= WORK ITEM =
From the line containing "let mut lines = BufReader::new(stderr).lines();" down to the line containing "let mut artifacts = Vec::new();" in the records below, reproduce every line exactly, ends included, and omit all others.

= EXCERPTED RECORDS =
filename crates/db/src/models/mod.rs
//! Domain model structs and DTOs.
//!
//! Each submodule contains the `FromRow` struct matching the database row
//! plus the DTOs used to write it.

pub mod connection;
pub mod job;
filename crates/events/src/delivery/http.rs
//! HTTP connection gateway.
//!
//! For deployments where client sockets terminate in a separate gateway
//! process, [`HttpConnectionGateway`] POSTs each payload to
//! `{endpoint}/@connections/{connection_id}`. HTTP 410 means the
//! connection is gone. There is no retry: a failed delivery prunes the
//! connection.

use std::time::Duration;

use async_trait::async_trait;
use reqwest::StatusCode;

use crate::gateway::{ConnectionGateway, DeliveryError};

/// HTTP request timeout for a single delivery attempt.
const REQUEST_TIMEOUT: Duration = Duration::from_secs(10);

pub struct HttpConnectionGateway {
    client: reqwest::Client,
    endpoint: String,
}

impl HttpConnectionGateway {
    /// Create a gateway client for `endpoint` (trailing `/` is ignored).
    pub fn new(endpoint: impl Into<String>) -> Result<Self, reqwest::Error> {
        let client = reqwest::Client::builder().timeout(REQUEST_TIMEOUT).build()?;
        Ok(Self {
            client,
            endpoint: endpoint.into().trim_end_matches('/').to_string(),
        })
    }

    pub fn connection_url(&self, connection_id: &str) -> String {
        format!("{}/@connections/{connection_id}", self.endpoint)
    }
}

#[async_trait]
impl ConnectionGateway for HttpConnectionGateway {
    async fn post_to_connection(&self, connection_id: &str, payload: &str) -> Result<(), DeliveryError> {
        let response = self
            .client
            .post(self.connection_url(connection_id))
            .header(reqwest::header::CONTENT_TYPE, "application/json")
            .body(payload.to_string())
            .send()
            .await?;

        match response.status() {
            s if s.is_success() => Ok(()),
            StatusCode::GONE => Err(DeliveryError::Gone),
            s => Err(DeliveryError::HttpStatus(s.as_u16())),
        }
    }
}

// ---------------------------------------------------------------------------
// Tests
// ---------------------------------------------------------------------------
//! Runs each stage as an external worker process.
//!
//! The correlation data is passed in environment variables:
//!
//! | Env Var          | Value                                    |
//! |------------------|------------------------------------------|
//! | `JOB_ID`         | job id                                   |
//! | `OWNER_ID`       | owner id                                 |
//! | `STAGE`          | `separation` / `transcription`           |
//! | `CORRELATION_ID` | execution ref of the run                 |
//! | `INPUT_BUCKET`   | bucket of the input object               |
//! | `INPUT_KEY`      | key of the input object                  |
//! | `OUTPUT_BUCKET`  | bucket for artifacts                     |
//! | `OUTPUT_PREFIX`  | `output/{owner}/{job}/`                  |
//!
//! The worker reports on stdout, one JSON object per line:
//!
//! ```text
//! {"type":"progress","percent":15,"message":"Loading model"}
//! {"type":"artifact","name":"vocals","key":"output/u/j/vocals.wav"}
//! ```
//!
//! Exit status 0 is success, 75 (`EX_TEMPFAIL`) a transient fault, 65
//! (`EX_DATAERR`) a validation error, anything else a task failure.

use std::collections::HashMap;
use std::process::Stdio;

use async_trait::async_trait;
use serde::Deserialize;
use tokio::io::{AsyncBufReadExt, BufReader};
use tokio::process::Command;
use tokio::sync::mpsc;
use unplugd_core::retry::ErrorClass;
use unplugd_core::stages::StageKind;

use crate::task::{
    ProducedArtifact, StageError, TaskHandle, TaskMessage, TaskOutcome, TaskRequest, TaskRunner,
    TASK_CHANNEL_CAPACITY,
};

/// `EX_TEMPFAIL` from sysexits.h.
pub const EXIT_TEMPFAIL: i32 = 75;

/// `EX_DATAERR` from sysexits.h.
pub const EXIT_DATAERR: i32 = 65;

/// Longest stderr tail carried into an error message.
const STDERR_TAIL_CHARS: usize = 300;

/// A worker line on stdout.
#[derive(Debug, Deserialize, PartialEq)]
#[serde(tag = "type", rename_all = "lowercase")]
enum WorkerLine {
    Progress {
        percent: u8,
        #[serde(default)]
        message: String,
    },
    Artifact {
        name: String,
        key: String,
    },
}

/// Program and arguments for one stage.
#[derive(Debug, Clone, PartialEq)]
pub struct StageCommand {
    pub program: String,
    pub args: Vec<String>,
}

impl StageCommand {
    /// Split a command line on whitespace. Returns `None` for a blank line.
    pub fn parse(command_line: &str) -> Option<Self> {
        let mut parts = command_line.split_whitespace().map(str::to_string);
        let program = parts.next()?;
        Some(Self {
            program,
            args: parts.collect(),
        })
    }
}

pub struct CommandTaskRunner {
    commands: HashMap<StageKind, StageCommand>,
}

impl CommandTaskRunner {
    pub fn new(commands: HashMap<StageKind, StageCommand>) -> Self {
        Self { commands }
    }
}

/// Map a process exit code to an error class. `None` means success.
pub fn classify_exit(code: Option<i32>) -> Option<ErrorClass> {
    match code {
        Some(0) => None,
        Some(EXIT_TEMPFAIL) => Some(ErrorClass::TransientInfrastructure),
        Some(EXIT_DATAERR) => Some(ErrorClass::Validation),
        // Killed by a signal, or any other failure.
        _ => Some(ErrorClass::TaskExecution),
    }
}

#[async_trait]
impl TaskRunner for CommandTaskRunner {
    async fn submit(&self, request: TaskRequest) -> Result<TaskHandle, StageError> {
        let command = self.commands.get(&request.stage).ok_or_else(|| {
            StageError::transient(format!("no worker command configured for {}", request.stage))
        })?;

        let mut child = Command::new(&command.program)
            .args(&command.args)
            .env("JOB_ID", request.job_id.to_string())
            .env("OWNER_ID", &request.owner_id)
            .env("STAGE", request.stage.name())
            .env("CORRELATION_ID", &request.correlation_id)
            .env("INPUT_BUCKET", &request.input.bucket)
            .env("INPUT_KEY", &request.input.key)
            .env("OUTPUT_BUCKET", &request.output_bucket)
            .env("OUTPUT_PREFIX", &request.output_prefix)
            .stdin(Stdio::null())
            .stdout(Stdio::piped())
            .stderr(Stdio::piped())
            .kill_on_drop(true)
            .spawn()
            .map_err(|e| {
                StageError::transient(format!(
                    "failed to start {} worker '{}': {e}",
                    request.stage, command.program
                ))
            })?;

        tracing::info!(
            job_id = %request.job_id,
            stage = %request.stage,
            correlation_id = %request.correlation_id,
            pid = child.id(),
            "Worker process started",
        );

        let (tx, rx) = mpsc::channel(TASK_CHANNEL_CAPACITY);
        let stage = request.stage;

        let worker = tokio::spawn(async move {
            let stdout = child.stdout.take();
            let stderr = child.stderr.take();

            let stderr_tail = tokio::spawn(async move {
                let mut last = String::new();
                if let Some(stderr) = stderr {
                    let mut lines = BufReader::new(stderr).lines();
                    while let Ok(Some(line)) = lines.next_line().await {
                        if !line.trim().is_empty() {
                            last = line;
                        }
                    }
                }
                last
            });

            let mut artifacts = Vec::new();
            if let Some(stdout) = stdout {
                let mut lines = BufReader::new(stdout).lines();
                while let Ok(Some(line)) = lines.next_line().await {
                    match serde_json::from_str::<WorkerLine>(&line) {
                        Ok(WorkerLine::Progress { percent, message }) => {
                            // Best-effort: a full channel drops the update.
                            let _ = tx.try_send(TaskMessage::Progress {
                                percent: percent.min(100),
                                message,
                            });
                        }
                        Ok(WorkerLine::Artifact { name, key }) => {
                            artifacts.push(ProducedArtifact { name, key });
                        }
                        Err(_) => tracing::debug!(stage = %stage, line = %line, "Worker output"),
                    }
                }
            }

            let status = child.wait().await;
            let tail = stderr_tail.await.unwrap_or_default();
            let outcome: TaskOutcome = match status {
                Ok(status) => match classify_exit(status.code()) {
                    None => Ok(artifacts),
                    Some(class) => {
                        let mut message = format!("{stage} worker exited with {status}");
                        if !tail.is_empty() {
                            let tail: String = tail.chars().take(STDERR_TAIL_CHARS).collect();
                            message.push_str(&format!(": {tail}"));
                        }
                        Err(StageError::new(class, message))
                    }
                },
                Err(e) => Err(StageError::transient(format!(
                    "failed to wait for {stage} worker: {e}"
                ))),
            };

            let _ = tx.send(TaskMessage::Finished(outcome)).await;
        });

        Ok(TaskHandle::new(rx, Some(worker.abort_handle())))
    }
}

#[cfg(test)]
mod tests {
    use super::*;

    #[test]
    fn exit_codes_map_to_classes() {
        assert_eq!(classify_exit(Some(0)), None);
        assert_eq!(classify_exit(Some(75)), Some(ErrorClass::TransientInfrastructure));
        assert_eq!(classify_exit(Some(65)), Some(ErrorClass::Validation));
        assert_eq!(classify_exit(Some(1)), Some(ErrorClass::TaskExecution));
        assert_eq!(classify_exit(None), Some(ErrorClass::TaskExecution));
    }

    #[test]
    fn parse_command_line() {
        let cmd = StageCommand::parse("python -m workers.separate --device cuda").unwrap();
        assert_eq!(cmd.program, "python");
        assert_eq!(cmd.args, vec!["-m", "workers.separate", "--device", "cuda"]);
        assert!(StageCommand::parse("   ").is_none());
    }

    #[test]
    fn worker_lines_parse() {
        let progress: WorkerLine =
            serde_json::from_str(r#"{"type":"progress","percent":15,"message":"Loading"}"#).unwrap();
        assert_eq!(
            progress,
            WorkerLine::Progress {
                percent: 15,
                message: "Loading".into()
            }
        );
        let artifact: WorkerLine =
            serde_json::from_str(r#"{"type":"artifact","name":"vocals","key":"output/u/j/vocals.wav"}"#)
                .unwrap();
        assert_eq!(
            artifact,
            WorkerLine::Artifact {
                name: "vocals".into(),
                key: "output/u/j/vocals.wav".into()
            }
        );
    }

    #[tokio::test]
    async fn missing_command_is_transient() {
        let runner = CommandTaskRunner::new(HashMap::new());
        let request = TaskRequest {
            correlation_id: "run-1".into(),
            job_id: uuid::Uuid::now_v7(),
            owner_id: "u1".into(),
            stage: StageKind::Separation,
            input: unplugd_core::storage_keys::ObjectRef::new("up", "uploads/u1/j/a.mp3"),
            output_bucket: "out".into(),
            output_prefix: "output/u1/j/".into(),
        };

        let err = runner.submit(request).await.err().unwrap();
        assert_eq!(err.class, ErrorClass::TransientInfrastructure);
    }
}
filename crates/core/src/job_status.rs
//! Job lifecycle status and its transition graph.
//!
//! Status IDs match the `job_statuses` seed data (SMALLINT, 1-based).

use serde::{Deserialize, Serialize};

use crate::error::CoreError;

/// Database status ID type.
pub type StatusId = i16;

/// Lifecycle status of a job.
#[repr(i16)]
#[derive(Debug, Clone, Copy, PartialEq, Eq, Hash, Serialize, Deserialize)]
#[serde(rename_all = "SCREAMING_SNAKE_CASE")]
pub enum JobStatus {
    PendingUpload = 1,
    Processing = 2,
    Completed = 3,
    Failed = 4,
}

impl JobStatus {
    pub const ALL: [JobStatus; 4] = [
        JobStatus::PendingUpload,
        JobStatus::Processing,
        JobStatus::Completed,
        JobStatus::Failed,
    ];

    /// Return the database status ID.
    pub fn id(self) -> StatusId {
        self as StatusId
    }

    /// Resolve a database status ID. Unknown IDs return `None`.
    pub fn from_id(id: StatusId) -> Option<Self> {
        Self::ALL.into_iter().find(|s| s.id() == id)
    }

    /// Wire name, as used in API payloads and query filters.
    pub fn as_str(self) -> &'static str {
        match self {
            JobStatus::PendingUpload => "PENDING_UPLOAD",
            JobStatus::Processing => "PROCESSING",
            JobStatus::Completed => "COMPLETED",
            JobStatus::Failed => "FAILED",
        }
    }

    /// Parse a wire name, e.g. the `status` query filter.
    pub fn parse(value: &str) -> Result<Self, CoreError> {
        Self::ALL
            .into_iter()
            .find(|s| s.as_str() == value)
            .ok_or_else(|| {
                CoreError::Validation(format!(
                    "Invalid status '{value}'. Must be one of: PENDING_UPLOAD, PROCESSING, COMPLETED, FAILED"
                ))
            })
    }
}

impl std::fmt::Display for JobStatus {
    fn fmt(&self, f: &mut std::fmt::Formatter<'_>) -> std::fmt::Result {
        f.write_str(self.as_str())
    }
}

// ---------------------------------------------------------------------------
// State machine
// ---------------------------------------------------------------------------

/// Statuses reachable from `from` during normal orchestration.
///
/// Transition rules:
/// - `PENDING_UPLOAD` -> `PROCESSING`
/// - `PROCESSING`     -> `PROCESSING` (stage bookkeeping), `COMPLETED`, `FAILED`
/// - `COMPLETED`, `FAILED` are terminal
///
/// `FAILED -> PROCESSING` is only reachable through [`validate_retry`].
pub fn valid_transitions(from: JobStatus) -> &'static [JobStatus] {
    match from {
        JobStatus::PendingUpload => &[JobStatus::Processing],
        JobStatus::Processing => &[
            JobStatus::Processing,
            JobStatus::Completed,
            JobStatus::Failed,
        ],
        JobStatus::Completed | JobStatus::Failed => &[],
    }
}

pub fn can_transition(from: JobStatus, to: JobStatus) -> bool {
    valid_transitions(from).contains(&to)
}

/// Validate an explicit external retry request.
pub fn validate_retry(current: JobStatus) -> Result<(), CoreError> {
    if current == JobStatus::Failed {
        Ok(())
    } else {
        Err(CoreError::Conflict(format!(
            "Only FAILED jobs can be retried (current status: {current})"
        )))
    }
}
//! Live client connection model.

use serde::Serialize;
use sqlx::FromRow;
use unplugd_core::types::{ConnectionId, OwnerId, Timestamp};

/// A row from the `connections` table.
#[derive(Debug, Clone, PartialEq, FromRow, Serialize)]
#[serde(rename_all = "camelCase")]
pub struct Connection {
    pub connection_id: ConnectionId,
    pub owner_id: OwnerId,
    pub connected_at: Timestamp,
    pub expires_at: Timestamp,
}

impl Connection {
    /// A connection opened now that expires after `ttl`.
    pub fn open(
        connection_id: impl Into<ConnectionId>,
        owner_id: impl Into<OwnerId>,
        ttl: chrono::Duration,
    ) -> Self {
        let now = chrono::Utc::now();
        Self {
            connection_id: connection_id.into(),
            owner_id: owner_id.into(),
            connected_at: now,
            expires_at: now + ttl,
        }
    }

    /// A connection past `expires_at` is logically dead even if not purged.
    pub fn is_expired_at(&self, now: Timestamp) -> bool {
        self.expires_at <= now
    }
}
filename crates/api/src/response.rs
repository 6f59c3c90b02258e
//! Shared response envelope types for API handlers.
//!
//! All API responses use a `{ "data": ... }` envelope.

use serde::Serialize;

/// Standard `{ "data": T }` response envelope.
#[derive(Debug, Serialize)]
pub struct DataResponse<T: Serialize> {
    pub data: T,
}
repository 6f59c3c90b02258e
use std::time::Duration;

use axum::extract::ws::rejection::WebSocketUpgradeRejection;
use axum::extract::ws::{close_code, CloseFrame, Message, WebSocket, WebSocketUpgrade};
use axum::extract::{Query, State};
use axum::response::{IntoResponse, Response};
use futures::{SinkExt, Stream, StreamExt};
use serde::Deserialize;
use serde_json::json;
use unplugd_core::error::CoreError;
use unplugd_core::storage_keys::validate_owner_id;
use unplugd_db::models::connection::Connection;

use crate::error::{AppError, AppResult};
use crate::state::AppState;
use crate::ws::manager::WsManager;

/// Upper bound on flushing queued frames after the receive loop ends.
const SEND_DRAIN_TIMEOUT: Duration = Duration::from_secs(5);

#[derive(Debug, Deserialize)]
#[serde(rename_all = "camelCase")]
pub struct ConnectParams {
    pub owner_id: Option<String>,
}

#[derive(Debug, Deserialize)]
struct Inbound {
    action: Option<String>,
}

/// GET /ws?ownerId=...
///
/// Rejects the handshake with 401 when the owner is missing or not a single
/// key segment, before looking at the upgrade headers; otherwise upgrades
/// and registers the connection.
pub async fn ws_handler(
    Query(params): Query<ConnectParams>,
    State(state): State<AppState>,
    ws: Result<WebSocketUpgrade, WebSocketUpgradeRejection>,
) -> AppResult<Response> {
    let owner_id = params
        .owner_id
        .map(|o| o.trim().to_string())
        .filter(|o| !o.is_empty())
        .ok_or_else(|| AppError::Core(CoreError::Unauthorized("Missing ownerId".into())))?;
    validate_owner_id(&owner_id)
        .map_err(|e| AppError::Core(CoreError::Unauthorized(e.to_string())))?;

    let ws = match ws {
        Ok(ws) => ws,
        Err(rejection) => return Ok(rejection.into_response()),
    };
    Ok(ws.on_upgrade(move |socket| handle_socket(socket, state, owner_id)))
}

/// Reply to one inbound text frame.
pub fn handle_text(text: &str) -> String {
    let action = serde_json::from_str::<Inbound>(text)
        .ok()
        .and_then(|inbound| inbound.action);

    match action.as_deref() {
        Some("ping") => json!({ "action": "pong" }).to_string(),
        _ => json!({ "action": "unknown", "message": "Unrecognized action" }).to_string(),
    }
}

/// Why a session's receive loop ended.
#[derive(Debug, Clone, Copy, PartialEq, Eq)]
pub enum SessionEnd {
    /// The client closed, or the stream ended or errored.
    Closed,
    /// The connection outlived its registry row.
    Expired,
}

/// Read frames from `stream` until the client goes away or `lifetime`
/// elapses, answering text frames through `ws_manager`.
pub async fn receive_until_expiry<S, E>(
    stream: &mut S,
    ws_manager: &WsManager,
    conn_id: &str,
    lifetime: Duration,
) -> SessionEnd
where
    S: Stream<Item = Result<Message, E>> + Unpin,
    E: std::fmt::Display,
{
    let expiry = tokio::time::sleep(lifetime);
    tokio::pin!(expiry);

    loop {
        let result = tokio::select! {
            _ = &mut expiry => return SessionEnd::Expired,
            next = stream.next() => match next {
                Some(result) => result,
                None => return SessionEnd::Closed,
            },
        };
        match result {
            Ok(Message::Close(_)) => return SessionEnd::Closed,
            Ok(Message::Text(text)) => {
                let reply = handle_text(text.as_str());
                ws_manager.send(conn_id, Message::Text(reply.into())).await;
            }
            Ok(Message::Pong(_)) => {
                tracing::trace!(conn_id = %conn_id, "Pong received");
            }
            Ok(_) => {}
            Err(e) => {
                tracing::debug!(conn_id = %conn_id, error = %e, "WebSocket receive error");
                return SessionEnd::Closed;
            }
        }
    }
}

/// Manage a single WebSocket connection after upgrade.
///
/// The connection row is written before the first frame is read and
/// deleted on disconnect; a failed registry write closes the socket. The
/// socket is closed once the row expires, so no client stays connected
/// without a live registry row.
async fn handle_socket(socket: WebSocket, state: AppState, owner_id: String) {
    let conn_id = uuid::Uuid::new_v4().to_string();
    let ws_manager = state.ws_manager.clone();

    let ttl = state.config.connection_ttl();
    let lifetime = ttl.to_std().unwrap_or_default();
    let row = Connection::open(conn_id.clone(), owner_id.clone(), ttl);
    if let Err(e) = state.connections.put(row).await {
        tracing::error!(conn_id = %conn_id, owner_id = %owner_id, error = %e, "Failed to register connection");
        return;
    }
    tracing::info!(conn_id = %conn_id, owner_id = %owner_id, "WebSocket connected");

    let mut rx = ws_manager.add(conn_id.clone(), owner_id.clone()).await;
    let (mut sink, mut stream) = socket.split();

    let sender_conn_id = conn_id.clone();
    let mut send_task = tokio::spawn(async move {
        while let Some(msg) = rx.recv().await {
            if sink.send(msg).await.is_err() {
                tracing::debug!(conn_id = %sender_conn_id, "WebSocket sink closed");
                break;
            }
        }
    });

    let end = receive_until_expiry(&mut stream, &ws_manager, &conn_id, lifetime).await;
    if end == SessionEnd::Expired {
        tracing::info!(conn_id = %conn_id, owner_id = %owner_id, "WebSocket connection expired");
        let frame = CloseFrame {
            code: close_code::AWAY,
            reason: "connection expired".into(),
        };
        ws_manager.send(&conn_id, Message::Close(Some(frame))).await;
    }

    // Dropping the sender lets the send task drain queued frames and stop.
    ws_manager.remove(&conn_id).await;
    if let Err(e) = state.connections.delete(&conn_id).await {
        tracing::warn!(conn_id = %conn_id, error = %e, "Failed to delete connection row");
    }
    if tokio::time::timeout(SEND_DRAIN_TIMEOUT, &mut send_task).await.is_err() {
        send_task.abort();
    }
    tracing::info!(conn_id = %conn_id, owner_id = %owner_id, "WebSocket disconnected");
}
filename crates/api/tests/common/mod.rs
#![allow(dead_code)]

use std::sync::Arc;

use axum::body::Body;
use axum::http::{Method, Request};
use axum::response::Response;
use axum::Router;
use http_body_util::BodyExt;
use tower::ServiceExt;

use unplugd_api::config::ServerConfig;
use unplugd_api::router::build_app_router;
use unplugd_api::state::AppState;
use unplugd_api::ws::{WsGateway, WsManager};
use unplugd_db::{MemoryConnectionRegistry, MemoryJobStore};
use unplugd_events::{EventBus, NotificationDispatcher};
use unplugd_pipeline::runners::ScriptedTaskRunner;
use unplugd_pipeline::{JobService, MemoryObjectStore, Orchestrator, OrchestratorSettings};

pub const UPLOAD_BUCKET: &str = "test-uploads";
pub const OUTPUT_BUCKET: &str = "test-output";

/// Build a test `ServerConfig` with safe defaults.
pub fn test_config() -> ServerConfig {
    ServerConfig {
        host: "127.0.0.1".to_string(),
        port: 0,
        cors_origins: vec!["http://localhost:5173".to_string()],
        request_timeout_secs: 30,
        shutdown_timeout_secs: 30,
        connection_ttl_secs: 7200,
        connection_sweep_interval_secs: 300,
        database_url: None,
        connection_gateway_url: None,
        single_replica: false,
    }
}

/// The application router over in-memory stores, plus handles on its parts.
pub struct TestApp {
    pub router: Router,
    pub state: AppState,
    pub jobs: Arc<MemoryJobStore>,
    pub connections: Arc<MemoryConnectionRegistry>,
    pub objects: Arc<MemoryObjectStore>,
    pub runner: Arc<ScriptedTaskRunner>,
}

/// Build the full application with the production middleware stack and a
/// scripted stage runner in which every stage succeeds.
pub fn build_test_app() -> TestApp {
    build_test_app_with(|runner| runner)
}

pub fn build_test_app_with(
    script: impl FnOnce(ScriptedTaskRunner) -> ScriptedTaskRunner,
) -> TestApp {
    let config = test_config();
    let jobs = Arc::new(MemoryJobStore::new());
    let connections = Arc::new(MemoryConnectionRegistry::new());
    let objects = Arc::new(MemoryObjectStore::new());
    let runner = Arc::new(script(ScriptedTaskRunner::new(objects.clone())));
    let ws_manager = Arc::new(WsManager::new());
    let event_bus = Arc::new(EventBus::default());

    let dispatcher = Arc::new(NotificationDispatcher::new(
        connections.clone(),
        Arc::new(WsGateway::new(ws_manager.clone())),
    ));
    let orchestrator = Arc::new(Orchestrator::new(
        jobs.clone(),
        objects.clone(),
        runner.clone(),
        dispatcher.clone(),
        event_bus.clone(),
        OrchestratorSettings::new(UPLOAD_BUCKET, OUTPUT_BUCKET),
    ));
    let service = Arc::new(JobService::new(
        jobs.clone(),
        objects.clone(),
        orchestrator,
        dispatcher,
        4,
    ));

    let state = AppState {
        config: Arc::new(config.clone()),
        pool: None,
        jobs: service,
        connections: connections.clone(),
        ws_manager,
        event_bus,
    };
    let router = build_app_router(state.clone(), &config);

    TestApp {
        router,
        state,
        jobs,
        connections,
        objects,
        runner,
    }
}

impl TestApp {
    pub async fn send(&self, request: Request<Body>) -> Response {
        self.router.clone().oneshot(request).await.unwrap()
    }

    pub async fn get(&self, uri: &str, owner: Option<&str>) -> Response {
        self.send(request(Method::GET, uri, owner, None)).await
    }

    pub async fn post_json(
        &self,
        uri: &str,
        owner: Option<&str>,
        body: serde_json::Value,
    ) -> Response {
        self.send(request(Method::POST, uri, owner, Some(body))).await
    }

    pub async fn delete(&self, uri: &str, owner: Option<&str>) -> Response {
        self.send(request(Method::DELETE, uri, owner, None)).await
    }
}

pub fn request(
    method: Method,
    uri: &str,
    owner: Option<&str>,
    body: Option<serde_json::Value>,
) -> Request<Body> {
    let mut builder = Request::builder().method(method).uri(uri);
    if let Some(owner) = owner {
        builder = builder.header("x-owner-id", owner);
    }
    match body {
        Some(json) => builder
            .header("content-type", "application/json")
            .body(Body::from(json.to_string()))
            .unwrap(),
        None => builder.body(Body::empty()).unwrap(),
    }
}

/// Collect a response body and parse it as JSON.
pub async fn body_json(response: Response) -> serde_json::Value {
    let bytes = response.into_body().collect().await.unwrap().to_bytes();
    serde_json::from_slice(&bytes).unwrap()
}
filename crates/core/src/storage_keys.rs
//! Object-store key conventions.
//!
//! ```text
//! uploads/{owner_id}/{job_id}/{filename}     original upload (upload bucket)
//! output/{owner_id}/{job_id}/{file_name}     stage artifacts (output bucket)
//! ```

use serde::{Deserialize, Serialize};

use crate::error::CoreError;
use crate::types::JobId;

pub const UPLOAD_KEY_PREFIX: &str = "uploads";
pub const OUTPUT_KEY_PREFIX: &str = "output";

/// Maximum length of an uploaded filename.
const MAX_FILENAME_LEN: usize = 255;

/// A bucket + key pair addressing one stored object.
#[derive(Debug, Clone, PartialEq, Eq, Serialize, Deserialize)]
#[serde(rename_all = "camelCase")]
pub struct ObjectRef {
    pub bucket: String,
    pub key: String,
}

impl ObjectRef {
    pub fn new(bucket: impl Into<String>, key: impl Into<String>) -> Self {
        Self {
            bucket: bucket.into(),
            key: key.into(),
        }
    }
}

impl std::fmt::Display for ObjectRef {
    fn fmt(&self, f: &mut std::fmt::Formatter<'_>) -> std::fmt::Result {
        write!(f, "s3://{}/{}", self.bucket, self.key)
    }
}

pub fn upload_prefix(owner_id: &str, job_id: JobId) -> String {
    format!("{UPLOAD_KEY_PREFIX}/{owner_id}/{job_id}/")
}

pub fn upload_key(owner_id: &str, job_id: JobId, filename: &str) -> String {
    format!("{}{filename}", upload_prefix(owner_id, job_id))
}

pub fn output_prefix(owner_id: &str, job_id: JobId) -> String {
    format!("{OUTPUT_KEY_PREFIX}/{owner_id}/{job_id}/")
}

pub fn artifact_key(owner_id: &str, job_id: JobId, file_name: &str) -> String {
    format!("{}{file_name}", output_prefix(owner_id, job_id))
}

/// Validate an uploaded filename before it becomes part of an object key.
///
/// Rules:
/// - Must not be empty or exceed `MAX_FILENAME_LEN` bytes.
/// - Must not contain `/` or `\` (the filename is a single key segment).
/// - Must not be `.` or `..`.
pub fn validate_filename(filename: &str) -> Result<(), CoreError> {
    if filename.trim().is_empty() {
        return Err(CoreError::Validation("filename is required".into()));
    }
    if filename.len() > MAX_FILENAME_LEN {
        return Err(CoreError::Validation(format!(
            "filename must not exceed {MAX_FILENAME_LEN} characters"
        )));
    }
    if filename.contains('/') || filename.contains('\\') {
        return Err(CoreError::Validation(
            "filename must not contain path separators".into(),
        ));
    }
    if filename == "." || filename == ".." {
        return Err(CoreError::Validation("filename is not valid".into()));
    }
    Ok(())
}

/// Validate an owner id before it becomes a key segment.
///
/// The owner id scopes every key, so it must be a single segment: no `/`,
/// no `\`, no control characters and not `.` or `..`.
pub fn validate_owner_id(owner_id: &str) -> Result<(), CoreError> {
    if owner_id.trim().is_empty() {
        return Err(CoreError::Validation("ownerId must not be empty".into()));
    }
    if owner_id.contains(['/', '\\']) || owner_id.chars().any(char::is_control) {
        return Err(CoreError::Validation(
            "ownerId must not contain path separators or control characters".into(),
        ));
    }
    if owner_id == "." || owner_id == ".." {
        return Err(CoreError::Validation("ownerId is not valid".into()));
    }
    Ok(())
}
//! unplugd API server library.
//!
//! Exposes the building blocks (config, state, error handling, routes,
//! WebSocket infrastructure, background tasks) so integration tests and the
//! binary entrypoint can both use them.

pub mod background;
pub mod config;
pub mod error;
pub mod handlers;
pub mod middleware;
pub mod response;
pub mod router;
pub mod routes;
pub mod state;
pub mod ws;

= RESPONSE TO THE EXERCISE =
                    let mut lines = BufReader::new(stderr).lines();
                    while let Ok(Some(line)) = lines.next_line().await {
                        if !line.trim().is_empty() {
                            last = line;
                        }
                    }
                }
                last
            });

            let mut artifacts = Vec::new();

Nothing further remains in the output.